蔵人さんって、どうしていつも、どんな環境でもこうして落ち着いていられるんだろう。
葉月だけがなんだかそわそわ落ち着かない。

 

このお部屋は、ベッドがウォーターベッドだって下のパネルに書いてあった。
ウォーターベッドってどんな感じなんだろうと思って、葉月は服を着たままでベッドに横になった。

 

おぉ〜、なんだかプカプカする♪

気持ちいい!
蔵人さんも隣に来て横になった。

 

二人ともまだ服を着てる。
いつもはお話の後はお風呂に入るか、
「さぁそれじゃ始めましょうか」って感じのことを蔵人さんが言って葉月が服を脱ぐか
そういうパターンが多いんだけど、
この日はなんだかちょっといつもと違う。

そしてこのお部屋は照明がちょっと変わっていて、ブラックライトを使用していた。
ブラックライトって、青っぽい蛍光灯みたいな光で、
蛍光物質が含まれてる衣類などが青白く光るあれ。
蔵人さんのYシャツが不気味に光っていた。(笑)
葉月のブラウスは光ってはいなかったけど、ボタンだけが何故か光ってておもしろかった。
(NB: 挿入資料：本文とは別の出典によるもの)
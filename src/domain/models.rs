use chrono::{DateTime, Utc};
use serde::{Deserialize, Serialize};
use std::fmt;
use std::sync::atomic::{AtomicU64, Ordering};

pub const TITLE_MAX_CHARS: usize = 100;

static NEXT_LOCAL_ID: AtomicU64 = AtomicU64::new(1);

/// Record identifier. `Local` ids are minted on this device and have not been
/// acknowledged by the remote store yet; `Remote` ids were assigned by it.
#[derive(Debug, Clone, Serialize, Deserialize, PartialEq, Eq, Hash)]
#[serde(rename_all = "snake_case")]
pub enum Id {
    Local(String),
    Remote(String),
}

impl Id {
    pub fn new_local() -> Self {
        let sequence = NEXT_LOCAL_ID.fetch_add(1, Ordering::Relaxed);
        Id::Local(format!("{}-{sequence}", Utc::now().timestamp_micros()))
    }

    pub fn remote(value: impl Into<String>) -> Self {
        Id::Remote(value.into())
    }

    pub fn is_local(&self) -> bool {
        match self {
            Id::Local(_) => true,
            Id::Remote(_) => false,
        }
    }

    pub fn as_remote(&self) -> Option<&str> {
        match self {
            Id::Local(_) => None,
            Id::Remote(value) => Some(value),
        }
    }

    /// Inverse of `Display`: `local:` marks a local id, anything else is remote.
    pub fn parse(value: &str) -> Option<Id> {
        let value = value.trim();
        if value.is_empty() {
            return None;
        }
        match value.strip_prefix("local:") {
            Some(local) if !local.is_empty() => Some(Id::Local(local.to_string())),
            Some(_) => None,
            None => Some(Id::Remote(value.to_string())),
        }
    }
}

impl fmt::Display for Id {
    fn fmt(&self, f: &mut fmt::Formatter<'_>) -> fmt::Result {
        match self {
            Id::Local(value) => write!(f, "local:{value}"),
            Id::Remote(value) => f.write_str(value),
        }
    }
}

#[derive(Debug, Clone, Serialize, Deserialize, PartialEq, Eq)]
pub struct Task {
    pub id: Id,
    pub user_id: String,
    pub title: String,
    #[serde(default)]
    pub description: String,
    #[serde(default)]
    pub completed: bool,
    #[serde(default)]
    pub pomodoros: u32,
    pub created_at: DateTime<Utc>,
}

impl Task {
    pub fn new_local(
        user_id: &str,
        title: &str,
        description: &str,
        now: DateTime<Utc>,
    ) -> Result<Self, String> {
        Ok(Self {
            id: Id::new_local(),
            user_id: user_id.to_string(),
            title: normalize_title(title)?,
            description: description.trim().to_string(),
            completed: false,
            pomodoros: 0,
            created_at: now,
        })
    }

    pub fn validate(&self) -> Result<(), String> {
        validate_non_empty(&self.user_id, "task.user_id")?;
        normalize_title(&self.title)?;
        Ok(())
    }
}

/// Partial update of a task; `None` leaves the field untouched.
#[derive(Debug, Clone, Default, Serialize, Deserialize, PartialEq, Eq)]
pub struct TaskPatch {
    pub title: Option<String>,
    pub description: Option<String>,
    pub completed: Option<bool>,
    pub pomodoros: Option<u32>,
}

impl TaskPatch {
    pub fn is_empty(&self) -> bool {
        self.title.is_none()
            && self.description.is_none()
            && self.completed.is_none()
            && self.pomodoros.is_none()
    }

    /// Trims and checks the title so the patch can be sent as-is.
    pub fn normalized(mut self) -> Result<Self, String> {
        if let Some(title) = self.title.take() {
            self.title = Some(normalize_title(&title)?);
        }
        if let Some(description) = self.description.take() {
            self.description = Some(description.trim().to_string());
        }
        Ok(self)
    }

    pub fn apply(&self, task: &mut Task) {
        if let Some(title) = &self.title {
            task.title = title.clone();
        }
        if let Some(description) = &self.description {
            task.description = description.clone();
        }
        if let Some(completed) = self.completed {
            task.completed = completed;
        }
        if let Some(pomodoros) = self.pomodoros {
            task.pomodoros = pomodoros;
        }
    }
}

/// A completed focus period. Never updated after creation.
#[derive(Debug, Clone, Serialize, Deserialize, PartialEq, Eq)]
pub struct Session {
    pub id: Id,
    pub user_id: String,
    pub task_id: Id,
    pub task_title: String,
    pub duration: u32,
    pub completed_at: DateTime<Utc>,
}

impl Session {
    pub fn new_local(task: &Task, duration: u32, now: DateTime<Utc>) -> Self {
        Self {
            id: Id::new_local(),
            user_id: task.user_id.clone(),
            task_id: task.id.clone(),
            task_title: task.title.clone(),
            duration,
            completed_at: now,
        }
    }

    pub fn validate(&self) -> Result<(), String> {
        validate_non_empty(&self.user_id, "session.user_id")?;
        validate_positive(self.duration, "session.duration")?;
        Ok(())
    }
}

#[derive(Debug, Clone, Copy, Serialize, Deserialize, PartialEq, Eq)]
#[serde(rename_all = "snake_case")]
pub enum Phase {
    Focus,
    ShortBreak,
    LongBreak,
}

impl Phase {
    pub fn from_flags(is_break: bool, is_long_break: bool) -> Self {
        match (is_break, is_long_break) {
            (false, _) => Phase::Focus,
            (true, false) => Phase::ShortBreak,
            (true, true) => Phase::LongBreak,
        }
    }

    pub fn is_break(self) -> bool {
        !matches!(self, Phase::Focus)
    }

    pub fn is_long_break(self) -> bool {
        matches!(self, Phase::LongBreak)
    }

    pub fn as_str(self) -> &'static str {
        match self {
            Phase::Focus => "focus",
            Phase::ShortBreak => "short_break",
            Phase::LongBreak => "long_break",
        }
    }
}

#[derive(Debug, Clone, Serialize, Deserialize, PartialEq, Eq)]
pub struct Settings {
    pub work_duration: u32,
    pub break_duration: u32,
    pub long_break_duration: u32,
    pub sessions_before_long_break: u32,
    pub auto_start_breaks: bool,
    pub auto_start_pomodoros: bool,
}

impl Default for Settings {
    fn default() -> Self {
        Self {
            work_duration: 25,
            break_duration: 5,
            long_break_duration: 15,
            sessions_before_long_break: 4,
            auto_start_breaks: false,
            auto_start_pomodoros: false,
        }
    }
}

impl Settings {
    pub fn validate(&self) -> Result<(), String> {
        validate_positive(self.work_duration, "settings.work_duration")?;
        validate_positive(self.break_duration, "settings.break_duration")?;
        validate_positive(self.long_break_duration, "settings.long_break_duration")?;
        if self.sessions_before_long_break < 2 {
            return Err("settings.sessions_before_long_break must be >= 2".to_string());
        }
        Ok(())
    }

    pub fn phase_minutes(&self, phase: Phase) -> u32 {
        match phase {
            Phase::Focus => self.work_duration,
            Phase::ShortBreak => self.break_duration,
            Phase::LongBreak => self.long_break_duration,
        }
    }

    pub fn phase_seconds(&self, phase: Phase) -> u32 {
        self.phase_minutes(phase).saturating_mul(60)
    }
}

/// Persisted countdown position of a user's timer.
#[derive(Debug, Clone, Serialize, Deserialize, PartialEq, Eq)]
pub struct TimerState {
    pub time_left: u32,
    pub is_break: bool,
    pub is_long_break: bool,
    pub session_count: u32,
    pub updated_at: DateTime<Utc>,
}

impl TimerState {
    pub fn phase(&self) -> Phase {
        Phase::from_flags(self.is_break, self.is_long_break)
    }

    pub fn validate(&self, settings: &Settings) -> Result<(), String> {
        let limit = settings.phase_seconds(self.phase());
        if self.time_left > limit {
            return Err(format!(
                "timer_state.time_left must be <= {limit} for phase {}",
                self.phase().as_str()
            ));
        }
        Ok(())
    }
}

#[derive(Debug, Clone, Copy, Serialize, Deserialize, PartialEq, Eq)]
#[serde(rename_all = "snake_case")]
pub enum NotificationKind {
    Info,
    Warning,
    Error,
}

/// Non-blocking message for whatever surface shows toasts to the user.
#[derive(Debug, Clone, Serialize, Deserialize, PartialEq, Eq)]
pub struct Notification {
    pub kind: NotificationKind,
    pub title: String,
    pub description: String,
}

impl Notification {
    pub fn info(title: impl Into<String>, description: impl Into<String>) -> Self {
        Self {
            kind: NotificationKind::Info,
            title: title.into(),
            description: description.into(),
        }
    }

    pub fn warning(title: impl Into<String>, description: impl Into<String>) -> Self {
        Self {
            kind: NotificationKind::Warning,
            title: title.into(),
            description: description.into(),
        }
    }

    pub fn error(title: impl Into<String>, description: impl Into<String>) -> Self {
        Self {
            kind: NotificationKind::Error,
            title: title.into(),
            description: description.into(),
        }
    }
}

#[derive(Debug, Clone, Copy, Default, Serialize, Deserialize, PartialEq, Eq)]
pub struct Counts {
    pub tasks: usize,
    pub sessions: usize,
}

pub fn normalize_title(value: &str) -> Result<String, String> {
    let title = value.trim();
    validate_non_empty(title, "task.title")?;
    if title.chars().count() > TITLE_MAX_CHARS {
        return Err(format!(
            "task.title cannot be more than {TITLE_MAX_CHARS} characters"
        ));
    }
    Ok(title.to_string())
}

fn validate_non_empty(value: &str, field_name: &str) -> Result<(), String> {
    if value.trim().is_empty() {
        return Err(format!("{field_name} must not be empty"));
    }
    Ok(())
}

fn validate_positive(value: u32, field_name: &str) -> Result<(), String> {
    if value == 0 {
        return Err(format!("{field_name} must be > 0"));
    }
    Ok(())
}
だから、室内は薄暗くてちょっと怪しい雰囲気になっていた。
いつも蔵人さんとラブホに行く時はお部屋の照明は落とさないで明るいままなことがほとんど。
だけどこの日はブラックライトの演出があったのでいつもより薄暗い。
物が普通に見えないほどじゃなかったけど、なんだかちょっといつもと違う。

 

突然のデート。
いつもと違う服を着たままのベッド。
いつもと違う光るシャツの怪しい蔵人さん。
このあたりからすでに、葉月に変なスイッチが入っちゃったみたいだ。

 

「なんだか、いつもよりも『情事』って感じがしますよね」

「そうですか?」

「仕事サボってホテルにしけ込む、みたいな(笑)」

「サボってるわけじゃないんですけどね」


蔵人さんの声

そんな話をしながら、
蔵人さんが服を着たままの葉月の胸元から手を入れて葉月の乳首を弄りだした。
でも、話はそのまま続いてる。
葉月も気丈に話を続けていたんだけど、だんだんそれができなくなってくる。

 

「あの、あの、くっ蔵人さん…」

「なに?」

「え〜っと、あの…、このままお話を、続けた方が、いいい…いいかなぁ」

「どうして?」

「だって、えっと、あのね…あっ、あっ、あふっ」

「どうしたの?」

「どうしたのって蔵人さん…だってね、なんだかいつもと違うんです」

「何が?」

「何がって、あの、蔵人さんが、ちょっと暗闇蔵人くんみたいになってるし」

「そうなんですか?」

「はい…シャツ光ってるし…」

「ふふ」

「だから…あ、あ、あ、あああっ」

 

蔵人さんの手は葉月のおまんこにも伸びていた。
さっきトイレに行った時にパンティを脱いできちゃったので葉月のおまんこは無防備状態。
しかもたぶん、いつもより濡れてたはずだ。


蔵人さんの声

このいつもと違う状況に、葉月は飲まれていた。
ネクタイ姿の蔵人さんに、こうしてベッドでゆっくり悪戯されるのって
葉月はもしかしたら初めてだったかも知れない。

 

いつもより感じて、いつもより濡れてた。
ブラックライトに照らされた光るシャツの蔵人さんはもう最高に素敵で最高にエロティックな顔をしていて、
それだけでもー、葉月はクラッときていた。